Top level: What string of events has led this child to think that it’s acceptable to be physically threatening in order to get his way? I’m angry at myself for backing down as any threat I make now is useless (I threatened management, but they never came).

Dig deeper: What have I missed that could give me the key into a positive dialogue? What if that had been another student he tried to intimate?

Dig deeper: I allowed myself to be intimidated by a 12 year old. And the class saw. Most are just used to him & roll their eyes – how is that fair on them? What if we’re not seeing this happen to others? If I was scared, how does a tiny year 7 feel?

Dig deeper: is this about one child kicking off, or a deeper fear that I don’t have the same authority that I had as an able bodied teacher? Without the same mobility or ability to physically defend myself, should I be teaching?
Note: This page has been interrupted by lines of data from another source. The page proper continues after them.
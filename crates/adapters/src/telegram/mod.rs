//! Telegram Bot API delivery adapter

use async_trait::async_trait;
use coupon_herald_domain::{ActionLink, DeliveryError, DeliveryPort, DeliveryReceipt};
use reqwest::{Client, StatusCode};
use secrecy::{ExposeSecret, SecretString};
use serde::{Deserialize, Serialize};
use std::time::Duration;

pub const DEFAULT_BASE_URL: &str = "https://api.telegram.org";

/// Telegram delivery for posting to a channel as a bot
pub struct TelegramDelivery {
    client: Client,
    bot_token: SecretString,
    base_url: String,
    disable_notification: bool,
}

impl TelegramDelivery {
    pub fn new(bot_token: SecretString, timeout: Duration) -> Result<Self, DeliveryError> {
        Self::with_base_url(bot_token, DEFAULT_BASE_URL.to_string(), timeout)
    }

    pub fn with_base_url(
        bot_token: SecretString,
        base_url: String,
        timeout: Duration,
    ) -> Result<Self, DeliveryError> {
        let client = Client::builder()
            .timeout(timeout)
            .build()
            .map_err(|e| DeliveryError::Network(e.without_url().to_string()))?;

        Ok(Self {
            client,
            bot_token,
            base_url: base_url.trim_end_matches('/').to_string(),
            disable_notification: false,
        })
    }

    /// Post silently (no notification sound for channel subscribers)
    pub fn silent(mut self, disable_notification: bool) -> Self {
        self.disable_notification = disable_notification;
        self
    }

    async fn call<T: Serialize + Sync>(
        &self,
        method: &str,
        request: &T,
    ) -> Result<DeliveryReceipt, DeliveryError> {
        let url = format!(
            "{}/bot{}/{}",
            self.base_url,
            self.bot_token.expose_secret(),
            method
        );

        // Errors are stripped of their URL: it embeds the bot token
        let response = self
            .client
            .post(&url)
            .json(request)
            .send()
            .await
            .map_err(|e| DeliveryError::Network(e.without_url().to_string()))?;

        let status = response.status();
        let body = response
            .text()
            .await
            .map_err(|e| DeliveryError::Network(e.without_url().to_string()))?;
        let parsed: Option<ApiResponse> = serde_json::from_str(&body).ok();

        interpret(method, status, parsed, &body)
    }
}

fn interpret(
    method: &str,
    status: StatusCode,
    parsed: Option<ApiResponse>,
    body: &str,
) -> Result<DeliveryReceipt, DeliveryError> {
    let description = parsed
        .as_ref()
        .and_then(|r| r.description.clone())
        .unwrap_or_else(|| body.chars().take(200).collect());

    if status == StatusCode::TOO_MANY_REQUESTS {
        let retry_after = parsed
            .as_ref()
            .and_then(|r| r.parameters.as_ref())
            .and_then(|p| p.retry_after)
            .map(Duration::from_secs);
        return Err(DeliveryError::RateLimited(retry_after));
    }

    if status == StatusCode::UNAUTHORIZED || status == StatusCode::FORBIDDEN {
        return Err(DeliveryError::Auth(description));
    }

    if !status.is_success() {
        return Err(DeliveryError::Api(format!(
            "{} failed with {}: {}",
            method, status, description
        )));
    }

    let Some(parsed) = parsed else {
        return Err(DeliveryError::Unconfirmed(format!(
            "{} returned an unreadable body",
            method
        )));
    };

    if !parsed.ok {
        return Err(DeliveryError::Api(format!("{} rejected: {}", method, description)));
    }

    let Some(message) = parsed.result else {
        return Err(DeliveryError::Unconfirmed(format!(
            "{} returned ok without a message",
            method
        )));
    };

    let url = message
        .chat
        .and_then(|chat| chat.username)
        .map(|username| format!("https://t.me/{}/{}", username, message.message_id));

    Ok(DeliveryReceipt {
        message_id: message.message_id.to_string(),
        url,
    })
}

#[derive(Serialize)]
struct SendPhotoRequest<'a> {
    chat_id: &'a str,
    photo: &'a str,
    caption: &'a str,
    disable_notification: bool,
    #[serde(skip_serializing_if = "Option::is_none")]
    reply_markup: Option<InlineKeyboardMarkup<'a>>,
}

#[derive(Serialize)]
struct SendMessageRequest<'a> {
    chat_id: &'a str,
    text: &'a str,
    disable_notification: bool,
    #[serde(skip_serializing_if = "Option::is_none")]
    reply_markup: Option<InlineKeyboardMarkup<'a>>,
}

#[derive(Serialize)]
struct InlineKeyboardMarkup<'a> {
    inline_keyboard: Vec<Vec<InlineKeyboardButton<'a>>>,
}

#[derive(Serialize)]
struct InlineKeyboardButton<'a> {
    text: &'a str,
    url: &'a str,
}

impl<'a> InlineKeyboardMarkup<'a> {
    fn single(action: &'a ActionLink) -> Self {
        Self {
            inline_keyboard: vec![vec![InlineKeyboardButton {
                text: &action.label,
                url: &action.url,
            }]],
        }
    }
}

#[derive(Deserialize)]
struct ApiResponse {
    ok: bool,
    #[serde(default)]
    description: Option<String>,
    #[serde(default)]
    result: Option<Message>,
    #[serde(default)]
    parameters: Option<ResponseParameters>,
}

#[derive(Deserialize)]
struct Message {
    message_id: i64,
    #[serde(default)]
    chat: Option<Chat>,
}

#[derive(Deserialize)]
struct Chat {
    #[serde(default)]
    username: Option<String>,
}

#[derive(Deserialize)]
struct ResponseParameters {
    #[serde(default)]
    retry_after: Option<u64>,
}

#[async_trait]
impl DeliveryPort for TelegramDelivery {
    async fn send_media(
        &self,
        destination: &str,
        media: &str,
        caption: &str,
        action: Option<&ActionLink>,
    ) -> Result<DeliveryReceipt, DeliveryError> {
        let request = SendPhotoRequest {
            chat_id: destination,
            photo: media,
            caption,
            disable_notification: self.disable_notification,
            reply_markup: action.map(InlineKeyboardMarkup::single),
        };
        self.call("sendPhoto", &request).await
    }

    async fn send_text(
        &self,
        destination: &str,
        text: &str,
        action: Option<&ActionLink>,
    ) -> Result<DeliveryReceipt, DeliveryError> {
        let request = SendMessageRequest {
            chat_id: destination,
            text,
            disable_notification: self.disable_notification,
            reply_markup: action.map(InlineKeyboardMarkup::single),
        };
        self.call("sendMessage", &request).await
    }

    fn name(&self) -> &'static str {
        "telegram"
    }
}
And there’s the big question. This year I have seen a marked increase in aggressive behaviour, but also a marked decrease in support from parents (gone are the days of a phonecall home resulting in punishment – it’s now more likely that they’ll be a complaint about you picking on their darling little thug
Before you grab your pitchforks, 90% of the kids we teach are amazing. They shine. I love spending my days with them, but that 10% is killing your child’s chances of getting the new, harder levels expected because of all the disruption. If your child is that 10%, I’m here to help you, but if you fight me as much as your child does, the overseas job sounds much rosier, as does developing that app.). If there are not systems in place, not just in school, but at home as well, to demand a level of respect for those adults in charge, is teaching a career for someone with a physical disability? In fact, is teaching something anyone would want to do?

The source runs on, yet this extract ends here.